This Forward Share Purchase Agreement (this “Agreement”) is entered into as of August 5, 2022, by and between CHW Acquisition Corporation, a Cayman Islands exempted company (“SPAC”) and [ ] (“Investor”). Each of SPAC and the Investor is individually referred to herein as a “Party” and collectively as the “Parties”).

 

Recitals

 

WHEREAS, SPAC is a special purpose acquisition company, also known as a blank check company, formed for the purpose of effecting a merger, capital stock exchange, asset acquisition, stock purchase, reorganization or similar business combination with one or more businesses;

 

WHEREAS, SPAC has entered into a Business Combination Agreement, dated as of February 2, 2022 (the “Business Combination Agreement”), by and among SPAC, CHW Merger Sub Inc., a Delaware corporation, and Wag Labs, Inc., a Delaware corporation (“Wag”), pursuant to which SPAC will acquire Wag (such acquisition and the other transactions contemplated by the Business Combination Agreement, collectively, the “Business Combination”). SPAC will be re-named “Wag! Group Co.” upon the consummation of the Business Combination (Wag! Group Co., as the post-combination company shall be referred to herein as the “Company”). SPAC has filed a Registration Statement on Form S-4 (the “Registration Statement”) with the U.S. Securities and Exchange Commission (the “Commission”), and the Registration Statement includes a proxy statement/prospectus and certain other related documents; and

 

WHEREAS, the Parties wish to enter into this Agreement, pursuant to which SPAC shall purchase from the Investor, and the Investor may sell and transfer to SPAC, in each case, subject to the conditions set forth herein, certain shares of Common Stock, par value $0.0001 per share, of SPAC held by the Investor (the “Shares”), on the terms set forth herein.

 

NOW, THEREFORE, in consideration of the premises, representations, warranties and the mutual covenants contained in this Agreement, and for other good and valuable consideration, the receipt, sufficiency and adequacy of which are hereby acknowledged, the Parties agree as follows:

 

Agreement

 

1. Sale of Shares; Shares Purchase and Sale; Closing.

 

(a) Forward Share Purchase. Subject to the conditions set forth in Section 4, on the three (3) month anniversary of the date of the closing of the Business Combination (the “Business Combination Closing Date”), the Investor may elect to sell and transfer to SPAC, and SPAC shall purchase from the Investor, up to that number of Shares that are then held by the Investor, and have not been sold and repurchased by the Investor since the Business Combination Closing Date, but not to exceed [ ] Shares in the aggregate unless otherwise agreed in writing by all Parties, at a price per Share equal to $10.30 per Share (the “Shares Purchase Price”).

 

(b) Investor shall notify SPAC and the Escrow Agent in writing no later than five (5) Business Days (as defined below) prior to the three (3) month anniversary of the Business Combination Closing Date whether or not such Investor is exercising such Investor’s right to sell any of the Shares held by such Investor to SPAC pursuant to this Agreement (each, a “Shares Sale Notice”).

 

(c) Shares Closing.
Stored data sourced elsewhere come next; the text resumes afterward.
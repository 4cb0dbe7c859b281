use std::collections::HashMap;
use std::sync::{Arc, Mutex, PoisonError};
use std::time::Duration;

use tokio::time::Instant;
use tracing::{debug, warn};

use super::taggers::{Tagger, TaggerError};
use crate::message::Message;

/// One logical user operation assembled from several notifications
#[derive(Debug, Clone, PartialEq)]
pub struct Action {
    pub request_id: String,
    pub bi_name: Option<String>,
    pub start_at: Option<String>,
    pub end_at: Option<String>,
    pub tenant_id: Option<String>,
    pub tenant_name: Option<String>,
    created_at: Instant,
}

impl Action {
    pub fn new(request_id: impl Into<String>) -> Self {
        Self {
            request_id: request_id.into(),
            bi_name: None,
            start_at: None,
            end_at: None,
            tenant_id: None,
            tenant_name: None,
            created_at: Instant::now(),
        }
    }

    pub fn finished(&self) -> bool {
        self.end_at.is_some()
    }

    pub fn started(&self) -> bool {
        self.start_at.is_some()
    }

    pub fn age(&self) -> Duration {
        self.created_at.elapsed()
    }

    /// Setting the same name twice is a no-op, a different one an error.
    pub fn set_bi_name(&mut self, name: &str) -> Result<(), TaggerError> {
        match &self.bi_name {
            Some(existing) if existing == name => Ok(()),
            Some(existing) => Err(TaggerError::BiNameConflict {
                existing: existing.clone(),
                new: name.to_string(),
            }),
            None => {
                self.bi_name = Some(name.to_string());
                Ok(())
            }
        }
    }
}

pub type CompletionCallback = Arc<dyn Fn(&Action) + Send + Sync>;

struct LiveActions {
    actions: HashMap<String, Action>,
    last_cleanup: Option<Instant>,
}

/// Owns the live actions and folds every message into them
///
/// Reading and mutating an action happen under one lock; the completion
/// callback runs after the lock is released.
pub struct Correlator {
    taggers: HashMap<String, Box<dyn Tagger>>,
    live: Mutex<LiveActions>,
    callback: CompletionCallback,
    max_age: Duration,
    cleanup_interval: Duration,
}

impl Correlator {
    pub fn new(
        taggers: Vec<Box<dyn Tagger>>,
        max_age: Duration,
        cleanup_interval: Duration,
        callback: CompletionCallback,
    ) -> anyhow::Result<Self> {
        let mut registry = HashMap::new();
        for tagger in taggers {
            let event_type = tagger.event_type().to_string();
            debug!("Register BI tagger: {event_type}");
            if registry.insert(event_type.clone(), tagger).is_some() {
                anyhow::bail!("duplicate tagger for {event_type}");
            }
        }

        Ok(Self {
            taggers: registry,
            live: Mutex::new(LiveActions {
                actions: HashMap::new(),
                last_cleanup: None,
            }),
            callback,
            max_age,
            cleanup_interval,
        })
    }

    /// Fold `message` into the action of its request.
    ///
    /// Returns the action if this message finished it. A tagger error leaves
    /// the action as it was before the message.
    pub fn process(&self, message: &Message) -> Result<Option<Action>, TaggerError> {
        let (finished, result) = {
            let mut live = self.live.lock().unwrap_or_else(PoisonError::into_inner);
            let outcome = match message.request_id() {
                Some(request_id) => self.tag(&mut live.actions, request_id, message),
                None => {
                    debug!("{} carries no request id", message.event_type);
                    (None, Ok(()))
                }
            };
            self.cleanup(&mut live);
            outcome
        };

        if let Some(action) = &finished {
            (self.callback)(action);
        }

        result.map(|()| finished)
    }

    fn tag(
        &self,
        actions: &mut HashMap<String, Action>,
        request_id: &str,
        message: &Message,
    ) -> (Option<Action>, Result<(), TaggerError>) {
        let action = actions
            .entry(request_id.to_string())
            .or_insert_with(|| Action::new(request_id));

        let Some(tagger) = self.taggers.get(&message.event_type) else {
            return (None, Ok(()));
        };

        let mut draft = action.clone();
        if let Err(e) = tagger.tag(&mut draft, message) {
            warn!("tagging {request_id} with {} failed: {e}", message.event_type);
            return (None, Err(e));
        }
        *action = draft;

        if action.finished() {
            (actions.remove(request_id), Ok(()))
        } else {
            (None, Ok(()))
        }
    }

    fn cleanup(&self, live: &mut LiveActions) {
        let now = Instant::now();
        if live
            .last_cleanup
            .is_some_and(|last| now.duration_since(last) < self.cleanup_interval)
        {
            return;
        }
        live.last_cleanup = Some(now);

        debug!("Clean up old actions");
        live.actions.retain(|_, action| {
            if action.age() < self.max_age {
                return true;
            }
            if action.started() {
                warn!(
                    "Cleanup started action {} ({:?})",
                    action.request_id, action.bi_name
                );
            }
            false
        });
    }

    /// Number of unfinished actions
    pub fn live_actions(&self) -> usize {
        self.live
            .lock()
            .unwrap_or_else(PoisonError::into_inner)
            .actions
            .len()
    }

    pub fn contains(&self, request_id: &str) -> bool {
        self.live
            .lock()
            .unwrap_or_else(PoisonError::into_inner)
            .actions
            .contains_key(request_id)
    }
}
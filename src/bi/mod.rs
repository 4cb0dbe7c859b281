//! Multi-message action correlation
//!
//! Notifications sharing one request id are folded into an [`Action`] by
//! per-event-type [`Tagger`]s. Finished actions are handed to a completion
//! callback, abandoned ones are purged after a maximum age.

pub mod engine;
pub mod taggers;

pub use engine::{Action, CompletionCallback, Correlator};
pub use taggers::{RuleTagger, Tagger, TaggerError, default_taggers};
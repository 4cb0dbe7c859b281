//! Storage backend trait definition

use std::time::Duration;

use async_trait::async_trait;
use chrono::{DateTime, Utc};

use super::error::StorageResult;
use super::schema::{
    EventRow, ExceptionRecord, ExceptionReport, ServiceHistoryRow, ServiceStatusRow,
};
use crate::alarm::ShutupWindow;
use crate::monitor::ProbeOutcome;

/// Persistence capability the engine writes through
///
/// Implementations must be `Send + Sync` as they are shared by the pipeline
/// workers, every prober and the discovery loop.
#[async_trait]
pub trait StorageBackend: Send + Sync {
    /// Create or update the status row of `(binary, hostname)`
    async fn upsert_service_status(
        &self,
        binary: &str,
        hostname: &str,
        state: ProbeOutcome,
        response_time: Duration,
        at: DateTime<Utc>,
    ) -> StorageResult<ServiceStatusRow>;

    async fn get_service_status(
        &self,
        binary: &str,
        hostname: &str,
    ) -> StorageResult<Option<ServiceStatusRow>>;

    async fn list_service_status(&self) -> StorageResult<Vec<ServiceStatusRow>>;

    /// Remove status rows not updated since `before`
    ///
    /// Returns the number of rows removed.
    async fn cleanup_stale_status(&self, before: DateTime<Utc>) -> StorageResult<usize>;

    /// Append a completed outage
    async fn insert_service_history(&self, row: ServiceHistoryRow) -> StorageResult<()>;

    async fn list_service_history(
        &self,
        binary: &str,
        hostname: &str,
    ) -> StorageResult<Vec<ServiceHistoryRow>>;

    /// Remove history rows whose outage ended before `before`
    async fn cleanup_stale_history(&self, before: DateTime<Utc>) -> StorageResult<usize>;

    /// Aggregate one exception report into its record
    async fn upsert_exception(&self, report: ExceptionReport) -> StorageResult<ExceptionRecord>;

    async fn get_exception(&self, uuid: &str) -> StorageResult<Option<ExceptionRecord>>;

    /// Set the operator flags of an existing exception record
    async fn update_exception_flags(
        &self,
        uuid: &str,
        on_process: bool,
        shutup: Option<ShutupWindow>,
    ) -> StorageResult<ExceptionRecord>;

    async fn insert_event(&self, event: EventRow) -> StorageResult<()>;

    /// Most recent events first
    async fn list_events(&self, limit: usize) -> StorageResult<Vec<EventRow>>;
}
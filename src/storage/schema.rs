//! Persisted record definitions
//!
//! Records are plain data. Timestamps are always UTC and durations are
//! stored as fractional seconds so rows stay serializable as-is.

use chrono::{DateTime, Utc};
use serde::{Deserialize, Serialize};
use serde_json::Value;

use crate::alarm::ShutupWindow;
use crate::message::Priority;
use crate::monitor::ProbeOutcome;

/// Latest known status of one probed service instance
#[derive(Debug, Clone, PartialEq, Serialize, Deserialize)]
pub struct ServiceStatusRow {
    pub binary: String,
    pub hostname: String,
    pub state: ProbeOutcome,

    /// Wall-clock duration of the last health check, in seconds
    pub response_time: f64,

    pub created_at: DateTime<Utc>,
    pub updated_at: DateTime<Utc>,

    /// How many probe results were recorded for this instance
    pub updates: u64,
}

/// One completed outage: the instance was not OK from `start_at` to `end_at`
#[derive(Debug, Clone, PartialEq, Serialize, Deserialize)]
pub struct ServiceHistoryRow {
    pub binary: String,
    pub hostname: String,
    pub start_at: DateTime<Utc>,
    pub end_at: DateTime<Utc>,

    /// Outage length in seconds
    pub duration: f64,
}

/// One occurrence of a reported exception, before aggregation
#[derive(Debug, Clone, PartialEq)]
pub struct ExceptionReport {
    /// Fingerprint the occurrences are aggregated by
    pub uuid: String,
    pub exc_class: String,
    pub exc_value: String,
    pub file_path: String,
    pub func_name: String,
    pub lineno: i64,
    pub binary: String,
    pub hostname: String,
    pub payload: Value,
    pub seen_at: DateTime<Utc>,
}

/// Aggregated exception, keyed by fingerprint
#[derive(Debug, Clone, PartialEq, Serialize, Deserialize)]
pub struct ExceptionRecord {
    pub uuid: String,
    pub exc_class: String,
    pub exc_value: String,
    pub file_path: String,
    pub func_name: String,
    pub lineno: i64,
    pub binary: String,
    pub hostname: String,

    /// Number of reports aggregated into this record
    pub count: u64,

    /// An operator is already working on it
    pub on_process: bool,

    /// Operator-defined suppression window
    pub shutup: Option<ShutupWindow>,

    pub first_seen: DateTime<Utc>,
    pub last_seen: DateTime<Utc>,

    /// Payload of the latest report
    pub last_payload: Value,
}

/// Any bus notification, as stored by the event store handler
#[derive(Debug, Clone, PartialEq, Serialize, Deserialize)]
pub struct EventRow {
    /// Source service the message was routed for
    pub service: String,
    pub event_type: String,
    pub message_id: Option<String>,
    pub request_id: Option<String>,
    pub tenant_id: Option<String>,
    pub object_id: Option<String>,
    pub priority: Priority,
    pub binary: String,
    pub hostname: String,
    pub timestamp: Option<DateTime<Utc>>,
    pub raw: Value,
}
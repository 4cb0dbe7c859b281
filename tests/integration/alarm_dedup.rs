//! End-to-end alarm deduplication through the `log_error` chain

use std::sync::Arc;
use std::time::Duration;

use chrono::{TimeDelta, Utc};
use stackwatch::alarm::{AlarmCondition, FireOutcome, ShutupWindow, Verdict};
use stackwatch::config::NotifierConfig;
use stackwatch::pipeline::{HandlerDeps, HandlerRegistry, Router, TaskPool};
use stackwatch::storage::{MemoryBackend, StorageBackend};

use crate::helpers::{RecordingDriver, dispatcher_with, exception_report};

const QUIET: Duration = Duration::from_secs(600);

fn log_error_router(driver: Arc<RecordingDriver>, storage: Arc<MemoryBackend>) -> Router {
    let deps = HandlerDeps {
        env_name: "prod".to_string(),
        storage,
        dispatcher: dispatcher_with(driver, QUIET),
        correlator: None,
        publisher: None,
        notifier: NotifierConfig::default(),
    };
    let chain = HandlerRegistry::default()
        .build_chain("log_error", &["log_error".to_string()], &deps)
        .unwrap();
    Router::new(TaskPool::new(16), [chain])
}

async fn submit(router: &Router, exc_value: &str) {
    let handle = router
        .submit("log_error", exception_report(exc_value).into())
        .await
        .expect("message should be scheduled");
    handle.await.unwrap();
}

#[tokio::test(start_paused = true)]
async fn test_repeated_exception_alarms_once_per_quiet_window() {
    let driver = Arc::new(RecordingDriver::default());
    let storage = Arc::new(MemoryBackend::new());
    let router = log_error_router(driver.clone(), storage);

    submit(&router, "Address already in use").await;
    tokio::time::advance(Duration::from_secs(1)).await;
    submit(&router, "Address already in use").await;

    assert_eq!(driver.deliveries(), 1);
    assert_eq!(driver.titles()[0], "prod | controller-1 | Address already in use");

    tokio::time::advance(Duration::from_secs(601)).await;
    submit(&router, "Address already in use").await;

    assert_eq!(driver.deliveries(), 2);
}

#[tokio::test(start_paused = true)]
async fn test_exception_on_process_is_not_alarmed() {
    let driver = Arc::new(RecordingDriver::default());
    let storage = Arc::new(MemoryBackend::new());
    let router = log_error_router(driver.clone(), storage.clone());

    submit(&router, "first").await;
    assert_eq!(driver.deliveries(), 1);

    let uuid = driver.contexts()[0]["uuid"].clone();
    storage.update_exception_flags(&uuid, true, None).await.unwrap();

    tokio::time::advance(Duration::from_secs(601)).await;
    submit(&router, "second").await;

    assert_eq!(driver.deliveries(), 1);
    let record = storage.get_exception(&uuid).await.unwrap().unwrap();
    assert_eq!(record.count, 2);
}

#[tokio::test(start_paused = true)]
async fn test_shutup_window_overrides_timer() {
    let driver = Arc::new(RecordingDriver::default());
    let dispatcher = dispatcher_with(driver.clone(), QUIET);
    let now = Utc::now();
    let window = ShutupWindow::new(now - TimeDelta::minutes(5), now + TimeDelta::minutes(5));

    let silenced = AlarmCondition::new("fingerprint").shutup(Some(window));
    let outcome = dispatcher
        .fire(&silenced, "title", "content", &Default::default())
        .await;
    assert_eq!(outcome, FireOutcome::Suppressed(Verdict::Shutup));

    let released = AlarmCondition::new("fingerprint");
    let outcome = dispatcher
        .fire(&released, "title", "content", &Default::default())
        .await;
    assert!(outcome.delivered());
    assert_eq!(driver.deliveries(), 1);
}
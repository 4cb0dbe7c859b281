//! Commands understood by the prober and discovery actors

use std::time::Duration;

use tokio::sync::oneshot;

use super::checker::ServiceIdentity;
use super::state::{ProbeOutcome, StateTransition};

/// What one probe iteration observed
#[derive(Debug, Clone, PartialEq)]
pub struct ProbeReport {
    pub outcome: ProbeOutcome,
    pub response_time: Duration,

    /// Set when the outcome differs from the previous one
    pub transition: Option<StateTransition>,
}

#[derive(Debug)]
pub enum ProberCommand {
    /// Probe immediately, bypassing the interval timer
    ProbeNow {
        respond_to: oneshot::Sender<ProbeReport>,
    },

    /// Stop after the current iteration
    Shutdown,
}

/// Probers started and stopped by one discovery pass
#[derive(Debug, Clone, Default, PartialEq, Eq)]
pub struct RefreshSummary {
    pub started: Vec<ServiceIdentity>,
    pub stopped: Vec<ServiceIdentity>,
}

#[derive(Debug)]
pub enum DiscoveryCommand {
    /// Run a discovery pass immediately
    RefreshNow {
        respond_to: oneshot::Sender<anyhow::Result<RefreshSummary>>,
    },

    /// Identities that currently have a running prober
    RunningServices {
        respond_to: oneshot::Sender<Vec<ServiceIdentity>>,
    },

    /// Stop every prober, then the loop
    Shutdown,
}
If a Shares Sale Notice is timely delivered by Investor to SPAC and Escrow Agent, the closing of the sale of the Shares contemplated in each such timely delivered Share Sales Notice (the “Shares Closing”) shall occur no later than the three (3) month anniversary of the Business Combination Closing Date (the “Shares Closing Date”). On or before the Shares Closing Date, the selling Investor shall deliver, or cause to be delivered, the Shares subject to the applicable Shares Sale Notice free and clear of all liens and encumbrances to Vstock Transfer LLC (the “Transfer Agent”) and, in exchange therefor, the Escrow Agent, upon receipt from the Transfer Agent of evidence of the delivery of Shares to the Transfer Agent (which evidence shall be satisfactory to the Escrow Agent), shall deliver to the selling Investor an amount equal to (i) the Shares Purchase Price multiplied by (ii) the number of Shares being sold by such selling Investor (the “Investor Shares Purchase Price”), which shall be paid by wire transfer of immediately available funds from the Escrow Account. The Escrow Agent shall, without delay, release from the Escrow Account to the selling Investor on the Shares Closing Date, for such selling Investor’s use, without restriction, an amount equal to such Investor’s Investor Shares Purchase Price. The Transfer Agent shall, without delay, deliver such sold Shares to SPAC.

 

 

 

 

2. Representations and Warranties of the Investor. Investor represents and warrants to SPAC and the Company, severally and not jointly, as of the date hereof:

 

(a) Organization and Power. Such Investor is duly organized, validly existing, and in good standing under the laws of the jurisdiction of its formation and has all requisite power and authority to carry on its business as presently conducted and as proposed to be conducted.

 

(b) Authorization. Such Investor has full power and authority to enter into this Agreement. This Agreement, when executed and delivered by Investor will constitute the valid and legally binding obligation of Investor enforceable against it in accordance with its terms, except (i) as limited by applicable bankruptcy, insolvency, reorganization, moratorium, fraudulent conveyance and any other laws of general application affecting enforcement of creditors’ rights generally, or (ii) as limited by laws relating to the availability of specific performance, injunctive relief or other equitable remedies ((i) and (ii) collectively, the “Enforceability Exceptions”).

 

(c) Governmental Consents and Filings. No consent, approval, order or authorization of, or registration, qualification, designation, declaration or filing with, any federal, state or local governmental authority is required on the part of Investor in connection with the consummation of the transactions contemplated by this Agreement (collectively, the “Transactions”) other than disclosure reports regarding such transactions that are required to be filed by the Investor in accordance with the terms of the Exchange Act (as defined below).

 

(d) Compliance with Other Instruments. The execution, delivery and performance by such Investor of this Agreement and the consummation by such Investor will not result in any violation or default (i) of any provisions of its organizational documents, (ii) of any instrument, judgment, order, writ or decree to which it is a party or by which it is bound, (iii) under any note, indenture or mortgage to which it is a party or by which it is bound, (iv) under any lease, agreement, contract or purchase order to which it is a party or by which it is bound, or (v) of any provision of federal or state statute, rule or regulation applicable to it, in each case (other than clause (i)), which would have a material adverse effect on such Investor or its ability to consummate the Transactions.

 

(e) Share-Holdings. As of the date of this Agreement, the Investor holds the Shares.

 

(f) Disclosure of Information. Investor has had an opportunity to discuss SPAC’s and the Company’s business, management and financial affairs, and the terms and conditions of this Agreement, as well as the terms of the Business Combination, with SPAC’s management.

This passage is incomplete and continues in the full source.